Two Israelis, including a three-year-old girl, were killed when a Palestinian suicide bomber struck at a shopping mall in the Tel Aviv suburb of Petah Tiqvah.
The identity of the second victim was not immediately known. The blast, the first to hit the suburb northwest of Tel Aviv, in 20 months of the Palestinian uprising, injured more than 20 people, several of them seriously.
Israeli television showed pictures of a child's pushchair, blackened by the blast but still intact outside the small cafe where the bomber blew himself to pieces.
"I heard a huge explosion - the whole town heard it," one man told Channel Two television. "I went to the scene and there were wounded everywhere - someone with their leg blown off, one with his stomach ripped open," he added.
Israeli public radio said police had sealed off the area and were searching for a possible second suicide bomber.
The bomber detonated his explosives outside a cafe near the entrance to a large shopping mall on Gissin Street.
It was the first suicide bomber to succeed in hitting his target since May 22, when a young Palestinian killed himself and two Israelis in Rishon Letsion, another Tel Aviv suburb to the south.
Petah Tiqvah is just 10 kilometres (six miles) southwest of the Palestinian self-rule town of Qalqilya, which was occupied by the Israeli army on Sunday as troops carried out searches for militants who use the community as an entry point into Israel.
The army pulled out briefly on today before re-entering the town in an operation that left 10-year-old Palestinian twin sisters slightly injured.
Israeli military sources said the forces had pulled out of the town, but were still surrounding it tightly, when the blast occurred.
A senior Israeli official was quick to blame Palestinian leader Yasser Arafat for the attack.
"Yasser Arafat is the chairman of the Palestinian Authority and is directly responsible for the inaction of his security services. He talks about reform but does nothing against terrorism,'' said the official from Israeli Prime Minister Ariel Sharon's office.
"If Arafat is incapable of stopping terrorist attacks, most of which are perpetrated by militants from his own Fatah movement, then let him resign and give his place to other, more efficient, Palestinians,'' said the official on condition of anonymity.
The Al-Aqsa Martyrs Brigades, an armed offshoot of Fatah, have claimed several recent anti-Israeli attacks, ignoring demands by the Palestinian leadership and Arafat himself to spare Israeli civilians.

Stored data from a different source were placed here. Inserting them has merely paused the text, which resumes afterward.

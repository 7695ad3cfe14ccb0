mod common;

use common::TestProject;
use pretty_assertions::assert_eq;
use std::collections::HashMap;
use trex_materialize::{
    Logger, MaterializationHandler, MaterializationKind, MaterializeOutcome, ModelMetadata,
    Strategy,
};

const MERGE_AUTO_ID: &str = r#"
schema:
  - name: id
    datatype: BIGINT
    autoIncremental: true
  - name: name
    datatype: VARCHAR
  - name: updated_at
    datatype: TIMESTAMP
incremental:
  strategy: merge
  merge:
    filter_column: updated_at
    start_value: auto
    unique_key: name
"#;

const APPEND: &str = r#"
incremental:
  strategy: append
  append:
    filter_column: ts
"#;

const DELETE_INSERT: &str = r#"
incremental:
  strategy: delete_insert
  delete_insert:
    filter_column: ts
    unique_key: id
"#;

const MERGE: &str = r#"
incremental:
  strategy: merge
  merge:
    filter_column: ts
    start_value: '2024-01-01'
    unique_key: id
"#;

const STRATEGIES: [(&str, &str, Strategy); 3] = [
    ("a", APPEND, Strategy::Append),
    ("m", MERGE, Strategy::Merge),
    ("d", DELETE_INSERT, Strategy::DeleteInsert),
];

fn seed_names(project: &TestProject) {
    project.exec(
        "CREATE TABLE src AS \
         SELECT 'k' || lpad(CAST(i AS VARCHAR), 2, '0') AS name, TIMESTAMP '2999-01-01 00:00:00' AS updated_at \
         FROM range(1, 21) t(i)",
    );
}

fn seed_events(project: &TestProject) {
    project.exec(
        "CREATE TABLE events_src AS \
         SELECT CAST(i AS INTEGER) AS id, 'v' || CAST(i AS VARCHAR) AS v, TIMESTAMP '2999-06-01 00:00:00' AS ts \
         FROM range(1, 4) t(i)",
    );
}

#[test]
fn test_deleted_key_gets_next_id() {
    let project = TestProject::new();
    seed_names(&project);
    let sql = "SELECT name, updated_at FROM src";

    assert_eq!(project.materialize("dim_names", sql, MERGE_AUTO_ID), MaterializeOutcome::FullLoad);
    assert_eq!(project.count("dim_names"), 20);
    assert_eq!(project.scalar("SELECT MAX(id) FROM dim_names").as_deref(), Some("20"));
    assert_eq!(
        project.scalar("SELECT id FROM dim_names WHERE name = 'k13'").as_deref(),
        Some("13")
    );

    project.exec("DELETE FROM dim_names WHERE name = 'k13'");
    assert_eq!(
        project.materialize("dim_names", sql, MERGE_AUTO_ID),
        MaterializeOutcome::Incremental { strategy: Strategy::Merge }
    );
    assert_eq!(project.count("dim_names"), 20);
    assert_eq!(
        project.scalar("SELECT id FROM dim_names WHERE name = 'k13'").as_deref(),
        Some("21")
    );
    assert_eq!(
        project.scalar("SELECT COUNT(DISTINCT id) FROM dim_names").as_deref(),
        Some("20")
    );
}

#[test]
fn test_rerun_without_changes_keeps_ids() {
    let project = TestProject::new();
    seed_names(&project);
    let sql = "SELECT name, updated_at FROM src";

    project.materialize("dim_names", sql, MERGE_AUTO_ID);
    let before = project.pairs("SELECT name, CAST(id AS VARCHAR) FROM dim_names ORDER BY name");
    project.materialize("dim_names", sql, MERGE_AUTO_ID);
    project.materialize("dim_names", sql, MERGE_AUTO_ID);
    let after = project.pairs("SELECT name, CAST(id AS VARCHAR) FROM dim_names ORDER BY name");
    assert_eq!(before, after);
}

#[test]
fn test_new_source_rows_are_numbered_after_existing() {
    let project = TestProject::new();
    seed_names(&project);
    let sql = "SELECT name, updated_at FROM src";
    project.materialize("dim_names", sql, MERGE_AUTO_ID);

    project.exec("INSERT INTO src VALUES ('a00', TIMESTAMP '2999-01-02 00:00:00')");
    project.materialize("dim_names", sql, MERGE_AUTO_ID);
    assert_eq!(project.count("dim_names"), 21);
    assert_eq!(
        project.scalar("SELECT id FROM dim_names WHERE name = 'a00'").as_deref(),
        Some("21")
    );
}

#[test]
fn test_append_reinserts_matching_rows() {
    let project = TestProject::new();
    seed_events(&project);
    let sql = "SELECT id, v, ts FROM events_src";

    assert_eq!(project.materialize("events", sql, APPEND), MaterializeOutcome::FullLoad);
    assert_eq!(project.count("events"), 3);
    assert_eq!(
        project.materialize("events", sql, APPEND),
        MaterializeOutcome::Incremental { strategy: Strategy::Append }
    );
    project.materialize("events", sql, APPEND);
    assert_eq!(project.count("events"), 9);
}

#[test]
fn test_delete_insert_replaces_matching_keys() {
    let project = TestProject::new();
    seed_events(&project);
    let sql = "SELECT id, v, ts FROM events_src";

    project.materialize("events", sql, DELETE_INSERT);
    project.exec("UPDATE events_src SET v = 'changed' WHERE id = 2");
    assert_eq!(
        project.materialize("events", sql, DELETE_INSERT),
        MaterializeOutcome::Incremental { strategy: Strategy::DeleteInsert }
    );
    assert_eq!(project.count("events"), 3);
    assert_eq!(
        project.pairs("SELECT CAST(id AS VARCHAR), v FROM events ORDER BY id"),
        vec![
            ("1".to_string(), "v1".to_string()),
            ("2".to_string(), "changed".to_string()),
            ("3".to_string(), "v3".to_string()),
        ]
    );
}

#[test]
fn test_delete_insert_where_condition_uses_vars() {
    let project = TestProject::new();
    project.exec(
        "CREATE TABLE daily AS \
         SELECT CAST(DATE '2999-01-01' + CAST(i AS INTEGER) AS DATE) AS d, 'old' AS v FROM range(5) t(i)",
    );
    let yaml = r#"
incremental:
  strategy: delete_insert
  delete_insert:
    filter_column: d
    unique_key: d
    where_condition: "d >= '${since}'"
"#;
    let metadata = ModelMetadata::from_yaml("daily_copy", yaml).unwrap();
    let vars = HashMap::from([("since".to_string(), "2999-01-01".to_string())]);
    let handler = MaterializationHandler::new(&project.db, &project.state, Logger::default())
        .with_vars(vars);
    let sql = "SELECT d, v FROM daily";

    handler
        .materialize("daily_copy", sql, MaterializationKind::Incremental, &metadata)
        .unwrap();
    project.exec("UPDATE daily SET v = 'new'");
    handler
        .materialize("daily_copy", sql, MaterializationKind::Incremental, &metadata)
        .unwrap();
    assert_eq!(project.count("daily_copy"), 5);
    assert_eq!(
        project.scalar("SELECT COUNT(*) FROM daily_copy WHERE v = 'new'").as_deref(),
        Some("5")
    );

    // same model without the variable is a configuration error
    let err = MaterializationHandler::new(&project.db, &project.state, Logger::default())
        .materialize("daily_copy", sql, MaterializationKind::Incremental, &metadata)
        .unwrap_err();
    assert!(err.to_string().contains("since"));
}

#[test]
fn test_first_run_is_full_load_for_every_strategy() {
    let project = TestProject::new();
    seed_events(&project);
    let sql = "SELECT id, v, ts FROM events_src";
    for (name, yaml, _) in STRATEGIES {
        assert_eq!(project.materialize(name, sql, yaml), MaterializeOutcome::FullLoad);
        assert_eq!(project.count(name), 3);
        let state = project.state.get_state(name).unwrap().unwrap();
        assert!(state.last_processed_value.is_some());
    }
}

#[test]
fn test_changed_sql_or_config_forces_full_load() {
    let project = TestProject::new();
    seed_events(&project);
    let sql = "SELECT id, v, ts FROM events_src";
    project.materialize("events", sql, APPEND);
    project.materialize("events", sql, APPEND);
    assert_eq!(project.count("events"), 6);

    let narrowed = "SELECT id, v, ts FROM events_src WHERE id < 3";
    assert_eq!(project.materialize("events", narrowed, APPEND), MaterializeOutcome::FullLoad);
    assert_eq!(project.count("events"), 2);

    let with_lookback = "incremental:\n  strategy: append\n  append:\n    filter_column: ts\n    lookback: 1 day\n";
    assert_eq!(
        project.materialize("events", narrowed, with_lookback),
        MaterializeOutcome::FullLoad
    );
    assert_eq!(project.count("events"), 2);
}

#[test]
fn test_unknown_or_changed_hash_forces_full_load_for_every_strategy() {
    let project = TestProject::new();
    seed_events(&project);
    let sql = "SELECT id, v, ts FROM events_src";
    let narrowed = "SELECT id, v, ts FROM events_src WHERE id < 3";

    for (name, yaml, strategy) in STRATEGIES {
        project.materialize(name, sql, yaml);

        // adopted without history: hashes are "unknown"
        project.state.delete_state(name).unwrap();
        let adopted = project.state.rebuild_from_database(&project.db, name).unwrap().unwrap();
        assert!(adopted.is_unknown());
        assert_eq!(project.materialize(name, sql, yaml), MaterializeOutcome::FullLoad, "{name}");
        assert_eq!(project.count(name), 3);
        assert_eq!(
            project.materialize(name, sql, yaml),
            MaterializeOutcome::Incremental { strategy },
            "{name}"
        );

        assert_eq!(project.materialize(name, narrowed, yaml), MaterializeOutcome::FullLoad, "{name}");
        assert_eq!(project.count(name), 2);
    }
}

#[test]
fn test_dropped_destination_is_rebuilt() {
    let project = TestProject::new();
    seed_events(&project);
    let sql = "SELECT id, v, ts FROM events_src";
    project.materialize("events", sql, DELETE_INSERT);
    project.exec("DROP TABLE events");
    assert_eq!(project.materialize("events", sql, DELETE_INSERT), MaterializeOutcome::FullLoad);
    assert_eq!(project.count("events"), 3);
}

#[test]
fn test_merge_without_unique_key_is_rejected() {
    let project = TestProject::new();
    let yaml = "incremental:\n  strategy: merge\n  merge:\n    filter_column: ts\n";
    let err = project.try_materialize("events", "SELECT 1", yaml).unwrap_err();
    assert!(err.to_string().contains("unique_key"));
}

#[test]
fn test_state_survives_reopen() {
    let project = TestProject::new();
    seed_events(&project);
    let dir = tempfile::tempdir().unwrap();
    let settings = trex_materialize::Settings::from_toml_str(&format!(
        "state_path = '{}'\n[vars]\nsince = '2999-01-01'\n",
        dir.path().join("state.duckdb").display()
    ))
    .unwrap();
    let metadata = ModelMetadata::from_yaml(
        "events",
        "incremental:\n  strategy: merge\n  merge:\n    filter_column: ts\n    start_value: '${since}'\n    unique_key: id\n",
    )
    .unwrap();
    let sql = "SELECT id, v, ts FROM events_src";

    let state = trex_materialize::StateManager::from_settings(&settings, Logger::default());
    let outcome = MaterializationHandler::from_settings(&project.db, &state, &settings, Logger::default())
        .materialize("events", sql, MaterializationKind::Incremental, &metadata)
        .unwrap();
    assert_eq!(outcome, MaterializeOutcome::FullLoad);
    state.close().unwrap();

    let reopened = trex_materialize::StateManager::from_settings(&settings, Logger::default());
    let outcome = MaterializationHandler::from_settings(&project.db, &reopened, &settings, Logger::default())
        .materialize("events", sql, MaterializationKind::Incremental, &metadata)
        .unwrap();
    assert_eq!(outcome, MaterializeOutcome::Incremental { strategy: Strategy::Merge });
    assert_eq!(project.count("events"), 3);
}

Fatah even distanced itself from its military splinter group last week week, saying it had "no link with the statements published by the Al-Aqsa Martyrs Brigades, nor with the parties and individuals who claim to belong to it."
"In any case, not a single reform nor the slightest political process can take plong as terrorism continues," the Israeli official added.
He warned the Israeli army would continue its incursions in autonomous Palestinian areas such as the recent raids into the West Bank towns Tulkarem, Bethlehem and Qalqilya. Israel "will continue to use all means to protect the Israeli population,'' he said.